Mit zwei Schuldsprüchen hat im Fall Luca am Montag der Prozess gegen die Kindesmutter und eine ehemalige Sozialarbeiterin am Innsbrucker Landesgericht geendet. Über die 24-jährige Mutter verhängte Richter Andreas Mair eine unbedingte Freiheitsstrafe von einem Jahr. Die angeklagte Sozialarbeiterin verurteilte er zu einer bedingte Geldstrafe von 1.200 Euro. Beide Urteile waren nicht rechtskräftig. Der kleine Luca war im November 2007 nach schweren sexuellen Misshandlungen im Alter von 17 Monaten in einem Wiener Krankenhaus gestorben.

Ausgliefert
"Sie haben Luca seinem Peiniger ausgeliefert", sagte Mair in seiner Urteilsbegründung an die Mutter gerichtet. Demnach habe sie die Verpflichtung zur Fürsorge des kleinen Buben gröblich vernachlässigt und damit seine Gesundheit gefährdet. Sie hätte wissen müssen, dass ihr Freund für die Verletzungen verantwortlich sei. Trotzdem sei der Kontakt zum Lebensgefährten zugelassen worden, führte der Richter weiter aus. Die Wahrheit habe die Angeklagte immer so geschildert, wie es ihr gerade gepasst habe. Mair sah damit das Vergehen des "Quälens oder Vernachlässigens Unmündiger" erfüllt.

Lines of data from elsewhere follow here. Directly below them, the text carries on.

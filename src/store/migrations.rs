//! Version-tracked database migrations for the libSQL backend.
//!
//! Each migration has a version number and SQL. `run_migrations()` checks
//! the current version and applies only the new ones sequentially.

use libsql::Connection;

use crate::error::DatabaseError;

/// A single migration step.
struct Migration {
    version: i64,
    name: &'static str,
    sql: &'static str,
}

/// All migrations in order. Add new versions to the end.
static MIGRATIONS: &[Migration] = &[
    Migration {
        version: 1,
        name: "conversations",
        sql: r#"
            CREATE TABLE IF NOT EXISTS conversations (
                id TEXT PRIMARY KEY,
                flow_type TEXT NOT NULL,
                state_index INTEGER NOT NULL DEFAULT 0,
                status TEXT NOT NULL DEFAULT 'in_progress',
                created_at TEXT NOT NULL,
                updated_at TEXT NOT NULL
            );
            CREATE INDEX IF NOT EXISTS idx_conversations_flow_type ON conversations(flow_type);

            CREATE TABLE IF NOT EXISTS conversation_messages (
                seq INTEGER PRIMARY KEY AUTOINCREMENT,
                id TEXT NOT NULL UNIQUE,
                conversation_id TEXT NOT NULL REFERENCES conversations(id),
                role TEXT NOT NULL,
                content TEXT NOT NULL,
                created_at TEXT NOT NULL
            );
            CREATE INDEX IF NOT EXISTS idx_conversation_messages_conversation
                ON conversation_messages(conversation_id, seq);
        "#,
    },
    Migration {
        version: 2,
        name: "knowledge_items",
        sql: r#"
            CREATE TABLE IF NOT EXISTS knowledge_items (
                id TEXT PRIMARY KEY,
                kind TEXT NOT NULL,
                payload TEXT NOT NULL,
                embedding TEXT NOT NULL,
                source_url TEXT NOT NULL DEFAULT '',
                created_at TEXT NOT NULL
            );
            CREATE INDEX IF NOT EXISTS idx_knowledge_items_kind ON knowledge_items(kind);
        "#,
    },
    Migration {
        version: 3,
        name: "knowledge_embedder",
        sql: r#"
            ALTER TABLE knowledge_items ADD COLUMN embedder TEXT NOT NULL DEFAULT '';
            ALTER TABLE knowledge_items ADD COLUMN dimensions INTEGER NOT NULL DEFAULT 0;
        "#,
    },
];

/// Run all pending migrations against the given connection.
///
/// Creates the `_migrations` table if it doesn't exist.
pub async fn run_migrations(conn: &Connection) -> Result<(), DatabaseError> {
    conn.execute(
        "CREATE TABLE IF NOT EXISTS _migrations (
            version INTEGER PRIMARY KEY,
            name TEXT NOT NULL,
            applied_at TEXT NOT NULL DEFAULT (datetime('now'))
        )",
        (),
    )
    .await
    .map_err(|e| DatabaseError::Migration(format!("Failed to create _migrations table: {e}")))?;

    let current_version = get_current_version(conn).await?;

    for migration in MIGRATIONS {
        if migration.version > current_version {
            tracing::info!(
                version = migration.version,
                name = migration.name,
                "Applying migration"
            );
            conn.execute_batch(migration.sql).await.map_err(|e| {
                DatabaseError::Migration(format!(
                    "Migration V{} ({}) failed: {e}",
                    migration.version, migration.name
                ))
            })?;
            record_version(conn, migration.version, migration.name).await?;
        }
    }

    let version = get_current_version(conn).await?;
    tracing::debug!(version, "Database migrations complete");

    Ok(())
}

/// Get the highest applied migration version, or 0 if none.
async fn get_current_version(conn: &Connection) -> Result<i64, DatabaseError> {
    let mut rows = conn
        .query("SELECT COALESCE(MAX(version), 0) FROM _migrations", ())
        .await
        .map_err(|e| DatabaseError::Migration(format!("Failed to query migration version: {e}")))?;

    let row = rows
        .next()
        .await
        .map_err(|e| DatabaseError::Migration(format!("Failed to read migration version: {e}")))?;

    match row {
        Some(row) => row.get::<i64>(0).map_err(|e| {
            DatabaseError::Migration(format!("Failed to parse migration version: {e}"))
        }),
        None => Ok(0),
    }
}

/// Insert a version record into `_migrations`.
async fn record_version(conn: &Connection, version: i64, name: &str) -> Result<(), DatabaseError> {
    conn.execute(
        "INSERT OR IGNORE INTO _migrations (version, name) VALUES (?1, ?2)",
        libsql::params![version, name],
    )
    .await
    .map_err(|e| DatabaseError::Migration(format!("Failed to record migration V{version}: {e}")))?;
    Ok(())
}

#[cfg(test)]
mod tests {
    use super::*;

    async fn test_conn() -> Connection {
        let db = libsql::Builder::new_local(":memory:")
            .build()
            .await
            .unwrap();
        db.connect().unwrap()
    }

    #[tokio::test]
    async fn migrations_create_all_tables() {
        let conn = test_conn().await;
        run_migrations(&conn).await.unwrap();

        for table in &[
            "conversations",
            "conversation_messages",
            "knowledge_items",
            "_migrations",
        ] {
            let mut rows = conn
                .query(
                    "SELECT COUNT(*) FROM sqlite_master WHERE type='table' AND name=?1",
                    libsql::params![*table],
                )
                .await
                .unwrap();
            let row = rows.next().await.unwrap().unwrap();
            let count: i64 = row.get(0).unwrap();
            assert_eq!(count, 1, "Table '{}' should exist", table);
        }
    }

    #[tokio::test]
    async fn migrations_are_idempotent() {
        let conn = test_conn().await;
        run_migrations(&conn).await.unwrap();
        run_migrations(&conn).await.unwrap();

        let version = get_current_version(&conn).await.unwrap();
        assert_eq!(version, 3);
    }

    #[tokio::test]
    async fn migrations_run_on_a_spawned_task() {
        let conn = test_conn().await;
        let version = tokio::spawn(async move {
            run_migrations(&conn).await?;
            get_current_version(&conn).await
        })
        .await
        .unwrap()
        .unwrap();
        assert_eq!(version, 3);
    }

    #[tokio::test]
    async fn version_tracking() {
        let conn = test_conn().await;
        run_migrations(&conn).await.unwrap();

        let mut rows = conn
            .query("SELECT version, name FROM _migrations ORDER BY version", ())
            .await
            .unwrap();
        let row1 = rows.next().await.unwrap().unwrap();
        assert_eq!(row1.get::<i64>(0).unwrap(), 1);
        assert_eq!(row1.get::<String>(1).unwrap(), "conversations");

        let row2 = rows.next().await.unwrap().unwrap();
        assert_eq!(row2.get::<i64>(0).unwrap(), 2);
        assert_eq!(row2.get::<String>(1).unwrap(), "knowledge_items");

        let row3 = rows.next().await.unwrap().unwrap();
        assert_eq!(row3.get::<i64>(0).unwrap(), 3);
        assert_eq!(row3.get::<String>(1).unwrap(), "knowledge_embedder");
    }
}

Wegen fahrlässiger schwerer Körperverletzung sprach Mair die 48-jährige, frühere Mitarbeiterin der Jugendwohlfahrt Schwaz schuldig. Ab einem bestimmten Zeitpunkt hätte sie Maßnahmen zum Schutz des Kindes ergreifen müssen, wie beispielsweise nachdem im Oktober 2007 bei Luca ein gebrochener Arm festgestellt wurde. "Man hätte die Kindesabnahme vornehmen müssen und das ist unterlassen worden", warf der Richter ihr vor. Er sei überzeugt davon, dass die Verletzungen und in Folge der Tod Lucas verhindert werden hätte können.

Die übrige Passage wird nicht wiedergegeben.